# Sequence 2 sequence learning

Seq2seq merupakan paradigma DeepLearning yang meutilisasi dekoder enkoder. Secara umum seq 2 seq ini menggunakan 2 model yang sama 


In [1]:
import torch 
from torch import nn 
import random 
import numpy as np
import spacy 
import datasets 
import torchtext
import tqdm
import evaluate

In [2]:
seed = 0 
random.seed(seed)
np.random.seed(seed)
torch.manual_seed(seed)
torch.cuda.manual_seed(seed)
torch.backends.cudnn.deterministic = True
en_nlp = spacy.load("en_core_web_sm")
de_nlp = spacy.load("de_core_news_sm")

Menggunakan dataset Multi30K, 
dimana berisi Fitur bahasa dari en dan de

In [3]:
dataset = datasets.load_dataset("bentrevett/multi30k")
dataset

DatasetDict({
    train: Dataset({
        features: ['en', 'de'],
        num_rows: 29000
    })
    validation: Dataset({
        features: ['en', 'de'],
        num_rows: 1014
    })
    test: Dataset({
        features: ['en', 'de'],
        num_rows: 1000
    })
})

Struktur data yang digunakan di couple secara ketat. Jadi per 1 set data itu sdh termasuk en dan de

In [4]:
train_data, valid_data, test_data = (
    dataset["train"],
    dataset["validation"],
    dataset["test"],
)
train_data[0]

{'en': 'Two young, White males are outside near many bushes.',
 'de': 'Zwei junge weiße Männer sind im Freien in der Nähe vieler Büsche.'}

## Tokenizer 
Akan dilakuklan tokenisasi untuk dipusah 

misalakan

`good morning` -> `[good,morning]`
nah penggunaan ini itu menggunakan spacyt en_core web_sm yang merupakan .  
tokeniser utk en dan de 


In [5]:
string  = "what a lovely day today"
[token.text for token in en_nlp.tokenizer(string)] 

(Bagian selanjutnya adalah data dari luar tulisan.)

#[tokio::test]
async fn unknown_type_and_panics_fail_the_job() {
    let h = Harness::new(2);
    h.scheduler
        .register("panics", handler_fn(explode))
        .unwrap();
    let mut sub = h.scheduler.subscribe_state_changes().await.unwrap();
    let (shutdown, run) = h.start();

    let unknown = h
        .scheduler
        .run_job("nobody-handles-this", 0, Duration::from_secs(10), "")
        .await
        .unwrap();
    let change = wait_for(&mut sub, &unknown, is_terminal).await;
    assert_eq!(change.state, JobState::Failed);
    assert_eq!(change.failure, "unknown job type");

    let panicking = h
        .scheduler
        .run_job("panics", 0, Duration::from_secs(10), "")
        .await
        .unwrap();
    let change = wait_for(&mut sub, &panicking, is_terminal).await;
    assert_eq!(change.state, JobState::Failed);
    assert!(change.failure.starts_with("job panicked"), "{}", change.failure);
    assert!(change.failure.contains("kaboom"));

    shutdown.cancel();
    run.await.unwrap().unwrap();
}

#[tokio::test]
async fn handler_is_stopped_at_its_deadline() {
    let h = Harness::new(1);
    h.scheduler
        .register(
            "sleepy",
            handler_fn(|_ctx, _data| async {
                tokio::time::sleep(Duration::from_secs(60)).await;
                Ok(String::new())
            }),
        )
        .unwrap();
    let mut sub = h.scheduler.subscribe_state_changes().await.unwrap();
    let (shutdown, run) = h.start();

    let uid = h
        .scheduler
        .run_job("sleepy", 0, Duration::from_secs(1), "")
        .await
        .unwrap();

    let change = wait_for(&mut sub, &uid, is_terminal).await;
    assert_eq!(change.state, JobState::Failed);
    assert_eq!(change.failure, DEADLINE_EXCEEDED);

    shutdown.cancel();
    run.await.unwrap().unwrap();
}

#[tokio::test]
async fn cancelling_a_local_job_stops_it() {
    let h = Harness::new(1);
    h.scheduler
        .register(
            "waits",
            handler_fn(|ctx, _data| async move {
                ctx.cancel.cancelled().await;
                Err::<String, _>(HandlerError::new("stopped"))
            }),
        )
        .unwrap();
    let mut sub = h.scheduler.subscribe_state_changes().await.unwrap();
    let (shutdown, run) = h.start();

    let uid = h
        .scheduler
        .run_job("waits", 0, Duration::from_secs(30), "")
        .await
        .unwrap();
    h.wait_running_locally(1).await;

    h.scheduler.cancel_job(&uid).await.unwrap();

    let change = wait_for(&mut sub, &uid, is_terminal).await;
    assert_eq!(change.state, JobState::Failed);
    assert_eq!(change.failure, JOB_CANCELED);

    shutdown.cancel();
    run.await.unwrap().unwrap();
}

#[tokio::test]
async fn cancelling_an_unknown_job_broadcasts_the_request() {
    let h = Harness::new(1);
    let mut cancels = h.pubsub.subscribe(TOPIC_CANCEL_JOB).await.unwrap();

    h.scheduler
        .cancel_job(&JobUid::from("elsewhere"))
        .await
        .unwrap();

    let payload = tokio::time::timeout(WAIT, cancels.recv()).await.unwrap().unwrap();
    assert_eq!(payload, b"elsewhere");
}

#[tokio::test]
async fn progress_reports_are_persisted_and_broadcast() {
    let h = Harness::new(1);
    h.scheduler
        .register(
            "steps",
            handler_fn(|ctx, _data| async move {
                ctx.progress
                    .report(250, "almost")
                    .await
                    .map_err(|e| HandlerError::new(e.to_string()))?;
                ctx.progress
                    .report(40, "partial")
                    .await
                    .map_err(|e| HandlerError::new(e.to_string()))?;
                Ok("done".to_string())
            }),
        )
        .unwrap();
    let mut sub = h.scheduler.subscribe_state_changes().await.unwrap();
    let (shutdown, run) = h.start();

    let uid = h
        .scheduler
        .run_job("steps", 0, Duration::from_secs(10), "")
        .await
        .unwrap();

    let clamped = wait_for(&mut sub, &uid, |c| c.result == "almost").await;
    assert_eq!(clamped.state, JobState::Running);
    assert_eq!(clamped.progress, 100);

    let partial = wait_for(&mut sub, &uid, |c| c.result == "partial").await;
    assert_eq!(partial.progress, 40);

    let done = wait_for(&mut sub, &uid, is_terminal).await;
    assert_eq!(done.state, JobState::Finished);
    assert_eq!(done.result, "done");

    shutdown.cancel();
    run.await.unwrap().unwrap();
}

#[tokio::test]
async fn recurring_registration_is_idempotent() {
    let h = Harness::new(1);

    h.scheduler
        .add_recurring("nightly", "report", "0 3 * * *", Duration::from_secs(60))
        .await
        .unwrap();
    h.scheduler
        .add_recurring("nightly", "report", "0 3 * * *", Duration::from_secs(60))
        .await
        .unwrap();

    let jobs = h.store.all().unwrap();
    assert_eq!(jobs.len(), 1);
    assert!(jobs[0].is_recurring);
    assert_eq!(jobs[0].state, JobState::Scheduled);
    assert!(jobs[0].scheduled_at > Utc::now());

    let invalid = h
        .scheduler
        .add_recurring("bad", "report", "every tuesday", Duration::from_secs(60))
        .await;
    assert!(matches!(
        invalid,
        Err(SchedulerError::Domain(DomainError::InvalidCron { .. }))
    ));
}

#[tokio::test]
async fn run_registers_maintenance_jobs_and_rejects_second_start() {
    let h = Harness::new(1);
    let (shutdown, run) = h.start();

    tokio::time::timeout(WAIT, async {
        while h.store.all().unwrap().len() < 2 {
            tokio::time::sleep(Duration::from_millis(10)).await;
        }
    })
    .await
    .expect("maintenance jobs were not created");

    let second = h.scheduler.run(CancellationToken::new()).await;
    assert!(matches!(second, Err(SchedulerError::AlreadyStarted)));

    shutdown.cancel();
    run.await.unwrap().unwrap();
}
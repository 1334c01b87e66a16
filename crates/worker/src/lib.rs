//! Worker process wiring: picks the store, lock and pub/sub backends from the
//! environment and assembles a [`Scheduler`](jobforge_infra::Scheduler).

pub mod backends;
pub mod settings;

pub use backends::{Backends, build_scheduler};
pub use settings::WorkerSettings;
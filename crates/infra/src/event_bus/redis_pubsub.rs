//! Redis pub/sub transport (optional).
//!
//! Note: Redis pub/sub is not durable (messages are dropped while a subscriber
//! is offline). That matches the fire-and-forget contract of job cancellation
//! and state-change notifications.

use async_trait::async_trait;
use futures::StreamExt;
use redis::AsyncCommands;
use tokio::sync::mpsc;

use jobforge_events::{PubSub, PubSubError, Subscription};

/// Redis pub/sub transport. Topic names are used as channel names verbatim.
#[derive(Debug, Clone)]
pub struct RedisPubSub {
    client: redis::Client,
}

impl RedisPubSub {
    pub fn new(redis_url: impl AsRef<str>) -> Result<Self, PubSubError> {
        let client = redis::Client::open(redis_url.as_ref())
            .map_err(|e| PubSubError::Transport(e.to_string()))?;
        Ok(Self { client })
    }
}

#[async_trait]
impl PubSub for RedisPubSub {
    async fn publish(&self, topic: &str, payload: Vec<u8>) -> Result<(), PubSubError> {
        let mut conn = self
            .client
            .get_multiplexed_async_connection()
            .await
            .map_err(|e| PubSubError::Transport(e.to_string()))?;

        let _: i64 = conn
            .publish(topic, payload)
            .await
            .map_err(|e| PubSubError::Transport(e.to_string()))?;

        Ok(())
    }

    async fn subscribe(&self, topic: &str) -> Result<Subscription, PubSubError> {
        let mut pubsub = self
            .client
            .get_async_pubsub()
            .await
            .map_err(|e| PubSubError::Transport(e.to_string()))?;
        pubsub
            .subscribe(topic)
            .await
            .map_err(|e| PubSubError::Transport(e.to_string()))?;

        let (tx, rx) = mpsc::unbounded_channel();
        let channel = topic.to_string();

        // Background task that receives pub/sub messages and forwards them.
        let forwarder = tokio::spawn(async move {
            let mut messages = pubsub.into_on_message();
            while let Some(msg) = messages.next().await {
                let payload: Vec<u8> = match msg.get_payload() {
                    Ok(p) => p,
                    Err(error) => {
                        tracing::warn!(channel = %channel, %error, "undecodable redis message");
                        continue;
                    }
                };
                if tx.send(payload).is_err() {
                    return;
                }
            }
            tracing::debug!(channel = %channel, "redis subscription stream ended");
        });
        let abort = forwarder.abort_handle();

        Ok(Subscription::new(topic, rx).with_close_hook(move || abort.abort()))
    }
}
//! The job scheduler.
//!
//! One run loop per process decides when and how many jobs run; each execution
//! is an independent tracked task. All scheduler-wide read-modify-write steps
//! run under the global lock so any number of instances can share one store.
//!
//! ## Run loop
//!
//! Each iteration waits on one of:
//! - shutdown (the cancellation token passed to [`Scheduler::run`]),
//! - a "recheck" signal (a job was submitted or finished),
//! - a cross-instance cancel request,
//! - the adaptive timer.
//!
//! On a timer tick the loop claims up to `max_running - count_running` ready
//! jobs. When more jobs were ready than could be claimed, the timer is armed
//! *edgy* so the next finishing job triggers another poll right away.

use std::collections::{HashMap, HashSet};
use std::panic::AssertUnwindSafe;
use std::sync::{Arc, Mutex, MutexGuard};
use std::time::{Duration, Instant};

use chrono::{DateTime, Utc};
use futures::FutureExt;
use thiserror::Error;
use tokio::sync::mpsc;
use tokio_util::sync::CancellationToken;
use tokio_util::task::TaskTracker;
use tracing::{debug, error, info, instrument, warn};

use jobforge_core::{CronSchedule, Definition, DomainError, Job, JobProgress, JobState, JobUid};
use jobforge_events::{
    PubSub, PubSubError, StateChangeSubscription, Subscription, TOPIC_CANCEL_JOB, TOPIC_STATE_CHANGE,
    encode_state_change, subscribe_state_changes,
};

use super::executor::{Executor, ExecutorError, Handler, JobContext};
use super::maintenance::{
    DEADLINE_EXCEEDED, JOB_CRON_OVERDUE, JOB_CRON_PURGE, JOB_TYPE_OVERDUE, JOB_TYPE_PURGE,
    JOB_UID_OVERDUE, JOB_UID_PURGE, MAINTENANCE_MAX_DURATION, OverdueReclaimer, Purger,
};
use super::progress::ProgressReporter;
use super::store::{JobStore, JobStoreError};
use super::timer::SchedulerTimer;
use crate::config::SchedulerConfig;
use crate::lock::{self, LockError, MutexManager};

/// How far out the timer is armed when the store knows no future due time.
pub const DEFAULT_NEXT_TICK: Duration = Duration::from_secs(60);

/// Failure message recorded on a cancelled execution.
pub const JOB_CANCELED: &str = "job canceled";

#[derive(Debug, Error)]
pub enum SchedulerError {
    #[error("job scheduler already started")]
    AlreadyStarted,

    #[error(transparent)]
    Domain(#[from] DomainError),

    #[error(transparent)]
    Store(#[from] JobStoreError),

    #[error(transparent)]
    Lock(#[from] LockError),

    #[error(transparent)]
    PubSub(#[from] PubSubError),

    #[error(transparent)]
    Executor(#[from] ExecutorError),
}

/// Sender side of the run loop's "recheck" wake-up source.
///
/// `Some(t)`: work is due at `t`. `None`: something finished, which only
/// matters if the last poll left ready work behind.
#[derive(Debug, Clone)]
pub struct SchedulerSignal {
    tx: mpsc::UnboundedSender<Option<DateTime<Utc>>>,
}

impl SchedulerSignal {
    pub fn channel() -> (Self, mpsc::UnboundedReceiver<Option<DateTime<Utc>>>) {
        let (tx, rx) = mpsc::unbounded_channel();
        (Self { tx }, rx)
    }

    pub fn reschedule(&self, next: Option<DateTime<Utc>>) {
        // Fails only once the run loop is gone, when there is nothing to wake.
        let _ = self.tx.send(next);
    }
}

type SignalReceiver = mpsc::UnboundedReceiver<Option<DateTime<Utc>>>;

/// Result of one poll of the store.
#[derive(Debug, Default)]
struct Poll {
    claimed: Vec<Job>,
    next: Option<DateTime<Utc>>,
    got_all: bool,
}

struct Inner {
    store: Arc<dyn JobStore>,
    locks: Arc<dyn MutexManager>,
    pubsub: Arc<dyn PubSub>,
    executor: Arc<Executor>,
    config: SchedulerConfig,
    signal: SchedulerSignal,
    signal_rx: Mutex<Option<SignalReceiver>>,
    running: Mutex<HashMap<JobUid, CancellationToken>>,
    tracker: TaskTracker,
}

/// Background job scheduler. Cheap to clone; clones share one engine.
#[derive(Clone)]
pub struct Scheduler {
    inner: Arc<Inner>,
}
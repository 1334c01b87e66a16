//! Backend selection read from the environment.

/// Connection settings for the worker's backends.
///
/// Unset values select the in-memory implementation, which is only suitable
/// for a single process.
#[derive(Debug, Clone, Default, PartialEq, Eq)]
pub struct WorkerSettings {
    /// Postgres connection string for the job store.
    pub database_url: Option<String>,
    /// Redis connection string for locks and pub/sub (`redis` feature).
    pub redis_url: Option<String>,
}

impl WorkerSettings {
    /// Read `DATABASE_URL` and `REDIS_URL`; blank values count as unset.
    pub fn from_env() -> Self {
        Self {
            database_url: non_blank(std::env::var("DATABASE_URL").ok()),
            redis_url: non_blank(std::env::var("REDIS_URL").ok()),
        }
    }
}

fn non_blank(value: Option<String>) -> Option<String> {
    value.filter(|v| !v.trim().is_empty())
}
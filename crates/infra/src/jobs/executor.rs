//! Handler registry: routes a job to the handler registered for its type.
//!
//! Handlers are registered at startup. Once [`Executor::finish_registration`]
//! has been called the registry is frozen and further registrations fail.

use std::collections::HashMap;
use std::future::Future;
use std::sync::atomic::{AtomicBool, Ordering};
use std::sync::{Arc, RwLock};

use async_trait::async_trait;
use chrono::{DateTime, Utc};
use thiserror::Error;
use tokio_util::sync::CancellationToken;

use jobforge_core::JobUid;

use super::progress::ProgressReporter;

/// Failure returned by a handler; becomes the job's failure message.
#[derive(Debug, Clone, PartialEq, Eq, Error)]
#[error("{0}")]
pub struct HandlerError(String);

impl HandlerError {
    pub fn new(message: impl Into<String>) -> Self {
        Self(message.into())
    }
}

impl From<String> for HandlerError {
    fn from(value: String) -> Self {
        Self(value)
    }
}

impl From<&str> for HandlerError {
    fn from(value: &str) -> Self {
        Self(value.to_string())
    }
}

#[derive(Debug, Error, PartialEq, Eq)]
pub enum ExecutorError {
    #[error("handler already registered for job type {0:?}")]
    AlreadyRegistered(String),

    #[error("handler registration is closed (job type {0:?})")]
    RegistrationClosed(String),

    #[error("handler registry poisoned")]
    Poisoned,
}

/// Execution context handed to a handler.
#[derive(Debug, Clone)]
pub struct JobContext {
    pub uid: JobUid,
    pub job_type: String,
    /// Absolute time by which the execution must finish.
    pub deadline: DateTime<Utc>,
    /// Cancelled when the job is cancelled or its deadline passes.
    pub cancel: CancellationToken,
    pub progress: ProgressReporter,
}

/// A job handler.
///
/// Returns the serialized result on success. Handlers must be idempotent:
/// delivery is at-least-once.
#[async_trait]
pub trait Handler: Send + Sync {
    async fn handle(&self, ctx: JobContext, data: String) -> Result<String, HandlerError>;
}

/// Adapter turning an async closure into a [`Handler`].
pub struct FnHandler<F>(F);

/// Wrap `f` as a [`Handler`].
pub fn handler_fn<F, Fut>(f: F) -> FnHandler<F>
where
    F: Fn(JobContext, String) -> Fut + Send + Sync,
    Fut: Future<Output = Result<String, HandlerError>> + Send,
{
    FnHandler(f)
}

#[async_trait]
impl<F, Fut> Handler for FnHandler<F>
where
    F: Fn(JobContext, String) -> Fut + Send + Sync,
    Fut: Future<Output = Result<String, HandlerError>> + Send,
{
    async fn handle(&self, ctx: JobContext, data: String) -> Result<String, HandlerError> {
        (self.0)(ctx, data).await
    }
}

/// Registry of job handlers keyed by job type.
#[derive(Default)]
pub struct Executor {
    handlers: RwLock<HashMap<String, Arc<dyn Handler>>>,
    finished: AtomicBool,
}

impl Executor {
    pub fn new() -> Self {
        Self::default()
    }

    pub fn register<H>(&self, job_type: impl Into<String>, handler: H) -> Result<(), ExecutorError>
    where
        H: Handler + 'static,
    {
        self.register_arc(job_type, Arc::new(handler))
    }

    pub fn register_arc(
        &self,
        job_type: impl Into<String>,
        handler: Arc<dyn Handler>,
    ) -> Result<(), ExecutorError> {
        let job_type = job_type.into();
        if self.finished.load(Ordering::Acquire) {
            return Err(ExecutorError::RegistrationClosed(job_type));
        }

        let mut handlers = self.handlers.write().map_err(|_| ExecutorError::Poisoned)?;
        if handlers.contains_key(&job_type) {
            return Err(ExecutorError::AlreadyRegistered(job_type));
        }

        tracing::debug!(job_type = %job_type, "registered job handler");
        handlers.insert(job_type, handler);
        Ok(())
    }

    /// Freeze the registry.
    pub fn finish_registration(&self) {
        self.finished.store(true, Ordering::Release);
    }

    pub fn is_registered(&self, job_type: &str) -> bool {
        self.handlers
            .read()
            .map(|h| h.contains_key(job_type))
            .unwrap_or(false)
    }

    /// Run the handler for `ctx.job_type`.
    pub async fn exec(&self, ctx: JobContext, data: String) -> Result<String, HandlerError> {
        let handler = self
            .handlers
            .read()
            .map_err(|_| HandlerError::new("handler registry poisoned"))?
            .get(&ctx.job_type)
            .cloned();

        match handler {
            Some(handler) => handler.handle(ctx, data).await,
            None => Err(HandlerError::new("unknown job type")),
        }
    }
}

impl core::fmt::Debug for Executor {
    fn fmt(&self, f: &mut core::fmt::Formatter<'_>) -> core::fmt::Result {
        let types: Vec<String> = self
            .handlers
            .read()
            .map(|h| h.keys().cloned().collect())
            .unwrap_or_default();
        f.debug_struct("Executor")
            .field("job_types", &types)
            .field("finished", &self.finished.load(Ordering::Relaxed))
            .finish()
    }
}
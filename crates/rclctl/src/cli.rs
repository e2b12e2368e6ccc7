//! CLI - Command-line argument parsing
//!
//! Keeps argument parsing separate from execution logic.

use clap::{Parser, Subcommand};
use std::path::PathBuf;

/// RCL container bring-up
#[derive(Parser, Debug)]
#[command(name = "rclctl")]
#[command(about = "Validate the host and bring up the RCL service container", long_about = None)]
#[command(version)]
pub struct Cli {
    /// Print debug messages on the console as well as the log file
    #[arg(short, long, global = true)]
    pub verbose: bool,

    /// Settings file (defaults to /etc/rcl/rclctl.toml when present)
    #[arg(long, global = true)]
    pub settings: Option<PathBuf>,

    /// Container configuration file (overrides the settings file)
    #[arg(short = 'c', long, global = true)]
    pub config_file: Option<PathBuf>,

    /// Subcommand (if not provided, runs `start`)
    #[command(subcommand)]
    pub command: Option<Commands>,
}

#[derive(Subcommand, Debug, Clone, PartialEq, Eq)]
pub enum Commands {
    /// Validate the host, persist the configuration and start the container
    Start {
        /// Install the image from this tarball instead of the registry
        #[arg(short = 'f', long)]
        image_file: Option<PathBuf>,

        /// Image version to install (prompted for when omitted)
        #[arg(long)]
        image_version: Option<String>,
    },

    /// Run the validation gates without writing or touching the container
    Check,

    /// Show whether the container is running
    Status,
}

impl Cli {
    pub fn command(&self) -> Commands {
        self.command.clone().unwrap_or(Commands::Start {
            image_file: None,
            image_version: None,
        })
    }
}
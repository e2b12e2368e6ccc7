//! Host pre-flight gates: required binaries, operator identity, DNS domain.

use crate::error::{RclError, Result};
use std::path::Path;
use tracing::{debug, error};

/// The container runtime CLI must be installed
pub fn check_runtime_binary(path: &Path) -> Result<()> {
    debug!("Going to check if {} exists", path.display());
    if path.is_file() {
        debug!("{} exists", path.display());
        Ok(())
    } else {
        error!("{} does not exist. We cannot continue", path.display());
        Err(RclError::RuntimeMissing(path.to_path_buf()))
    }
}

/// The network manager CLI must be installed
pub fn check_network_manager_binary(path: &Path) -> Result<()> {
    debug!("Going to check if {} exists", path.display());
    if path.is_file() {
        debug!("{} exists", path.display());
        Ok(())
    } else {
        error!("{} does not exist. We cannot continue", path.display());
        Err(RclError::NetworkManagerMissing(path.to_path_buf()))
    }
}

/// Name of the invoking user, from the environment or the passwd entry
pub fn current_username() -> Option<String> {
    std::env::var("USER")
        .or_else(|_| std::env::var("USERNAME"))
        .ok()
        .or_else(|| {
            nix::unistd::User::from_uid(nix::unistd::getuid())
                .ok()
                .flatten()
                .map(|user| user.name)
        })
}

/// Only the operator identity may run the bring-up
pub fn check_operator(current: Option<&str>, expected: &str) -> Result<()> {
    debug!("Going to check if this tool is being run with the {} user", expected);
    match current {
        Some(user) if user == expected => {
            debug!("This tool is being run with {} privileges", expected);
            Ok(())
        }
        other => {
            let found = other.unwrap_or("unknown").to_string();
            error!("This tool must be run with the {} user, not {}", expected, found);
            Err(RclError::Privilege {
                expected: expected.to_string(),
                found,
            })
        }
    }
}

/// Domain part of a host name: everything after the first dot
pub fn domain_from_hostname(hostname: &str) -> Option<&str> {
    hostname
        .split_once('.')
        .map(|(_, domain)| domain)
        .filter(|domain| !domain.is_empty())
}

/// Host name as reported by the kernel
pub fn system_hostname() -> Result<String> {
    let hostname = nix::unistd::gethostname().map_err(|e| RclError::Io(e.into()))?;
    Ok(hostname.to_string_lossy().into_owned())
}

/// DNS domain of `hostname`; a bare host name is fatal
pub fn host_domain(hostname: &str) -> Result<String> {
    debug!("Going to check for domain name in the system");
    match domain_from_hostname(hostname) {
        Some(domain) => {
            debug!("Domain name in the system is {}", domain);
            Ok(domain.to_string())
        }
        None => {
            error!("There is no domain name configured in the system");
            Err(RclError::DomainNotConfigured)
        }
    }
}

#[cfg(test)]
mod tests {
    use super::*;

    #[test]
    fn test_domain_from_hostname() {
        assert_eq!(domain_from_hostname("utility.gpfs.local"), Some("gpfs.local"));
        assert_eq!(domain_from_hostname("utility"), None);
        assert_eq!(domain_from_hostname("utility."), None);
        assert_eq!(host_domain("utility").unwrap_err().exit_code(), 8);
    }

    #[test]
    fn test_operator_check() {
        assert!(check_operator(Some("rcladmin"), "rcladmin").is_ok());
        let err = check_operator(Some("root"), "rcladmin").unwrap_err();
        assert_eq!(err.exit_code(), 15);
        assert!(check_operator(None, "rcladmin").is_err());
    }

    #[test]
    fn test_missing_binaries() {
        let missing = Path::new("/nonexistent/bin/podman");
        assert_eq!(check_runtime_binary(missing).unwrap_err().exit_code(), 26);
        assert_eq!(check_network_manager_binary(missing).unwrap_err().exit_code(), 28);
    }
}
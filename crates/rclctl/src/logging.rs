//! Logging for rclctl runs
//!
//! Each run writes a timestamped file under the configured log directory at
//! DEBUG, and mirrors INFO (or DEBUG with `--verbose`) to the console.
//! `RUST_LOG` overrides the console level.
//!
//! Nothing is installed globally: the caller scopes the returned subscriber
//! with `tracing::subscriber::with_default`.

use rcl_common::RclError;
use std::fs::{self, File};
use std::path::{Path, PathBuf};
use std::sync::Mutex;
use tracing::Subscriber;
use tracing_subscriber::filter::{EnvFilter, LevelFilter};
use tracing_subscriber::layer::SubscriberExt;
use tracing_subscriber::{fmt, Layer, Registry};

const STAMP_FORMAT: &str = "%Y-%m-%d_%H-%M-%S";

/// Timestamp shared by the log file name and configuration backups
pub fn run_stamp() -> String {
    chrono::Local::now().format(STAMP_FORMAT).to_string()
}

pub fn log_file_path(log_dir: &Path, stamp: &str) -> PathBuf {
    log_dir.join(format!("RCL_{}.log", stamp))
}

/// Create the log directory and file and build the run subscriber.
///
/// Failure to create either is `RclError::OutputDir`.
pub fn build_subscriber(
    log_dir: &Path,
    stamp: &str,
    verbose: bool,
) -> Result<(impl Subscriber + Send + Sync + 'static, PathBuf), RclError> {
    fs::create_dir_all(log_dir).map_err(|source| RclError::OutputDir {
        path: log_dir.to_path_buf(),
        source,
    })?;

    let path = log_file_path(log_dir, stamp);
    let file = File::create(&path).map_err(|source| RclError::OutputDir {
        path: path.clone(),
        source,
    })?;

    let console_default = if verbose { "debug" } else { "info" };
    let console_filter = EnvFilter::try_from_default_env()
        .unwrap_or_else(|_| EnvFilter::new(console_default));

    let console = fmt::layer()
        .with_writer(std::io::stderr)
        .with_target(false)
        .with_filter(console_filter);

    let logfile = fmt::layer()
        .with_writer(Mutex::new(file))
        .with_ansi(false)
        .with_target(false)
        .with_filter(LevelFilter::DEBUG);

    Ok((Registry::default().with(console).with(logfile), path))
}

['what', 'a', 'lovely', 'day', 'today']

### Membuat fungsi tokenizer 


In [7]:
def tokenize(examples,en_nlp,de_nlp,max_length,lower,sos_token,eos_token):
    en_tokens = [token.text for token in en_nlp.tokenizer(examples['en'])[:max_length]]
    de_tokens = [token.text for token in de_nlp.tokenizer(examples['de'])[:max_length]]
    if lower:
        en_tokens,de_tokens=[token.lower() for token in en_tokens],[token.lower() for token in de_tokens]
        en_tokens,de_tokens  = [sos_token] + en_tokens +[eos_token],[sos_token] + de_tokens +[eos_token]
    return {"en_tokens" : en_tokens, "de_tokens" :  de_tokens}
        

In [9]:
max_length  =1_000
lower = True
sos_token  = "<sos>"
eos_token = "<eos>"

fn_kwargs = {
    "en_nlp"  : en_nlp,
    "de_nlp"  : de_nlp ,
    "max_length" : max_length, 
    "lower" :lower,
    "sos_token" : sos_token,
    "eos_token" : eos_token
}
 
train_data = train_data.map(tokenize,fn_kwargs=fn_kwargs)
valid_data= valid_data.map(tokenize,fn_kwargs=fn_kwargs)
test_data= test_data.map(tokenize,fn_kwargs=fn_kwargs)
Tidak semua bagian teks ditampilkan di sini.